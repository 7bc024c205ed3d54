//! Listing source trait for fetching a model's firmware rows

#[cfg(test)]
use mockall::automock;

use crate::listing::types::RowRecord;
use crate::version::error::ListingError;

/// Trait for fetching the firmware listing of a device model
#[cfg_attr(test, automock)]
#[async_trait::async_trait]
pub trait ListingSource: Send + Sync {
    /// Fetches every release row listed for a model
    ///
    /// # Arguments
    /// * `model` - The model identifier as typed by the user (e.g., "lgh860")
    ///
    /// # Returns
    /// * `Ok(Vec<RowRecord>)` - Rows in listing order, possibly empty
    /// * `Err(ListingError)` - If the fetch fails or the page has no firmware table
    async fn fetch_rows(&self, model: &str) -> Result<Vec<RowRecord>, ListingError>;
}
--
• **Problem description**:
Whenever a line in the records contains the word "fetching", copy that line.

• **Solution**:
//! Listing source trait for fetching a model's firmware rows
/// Trait for fetching the firmware listing of a device model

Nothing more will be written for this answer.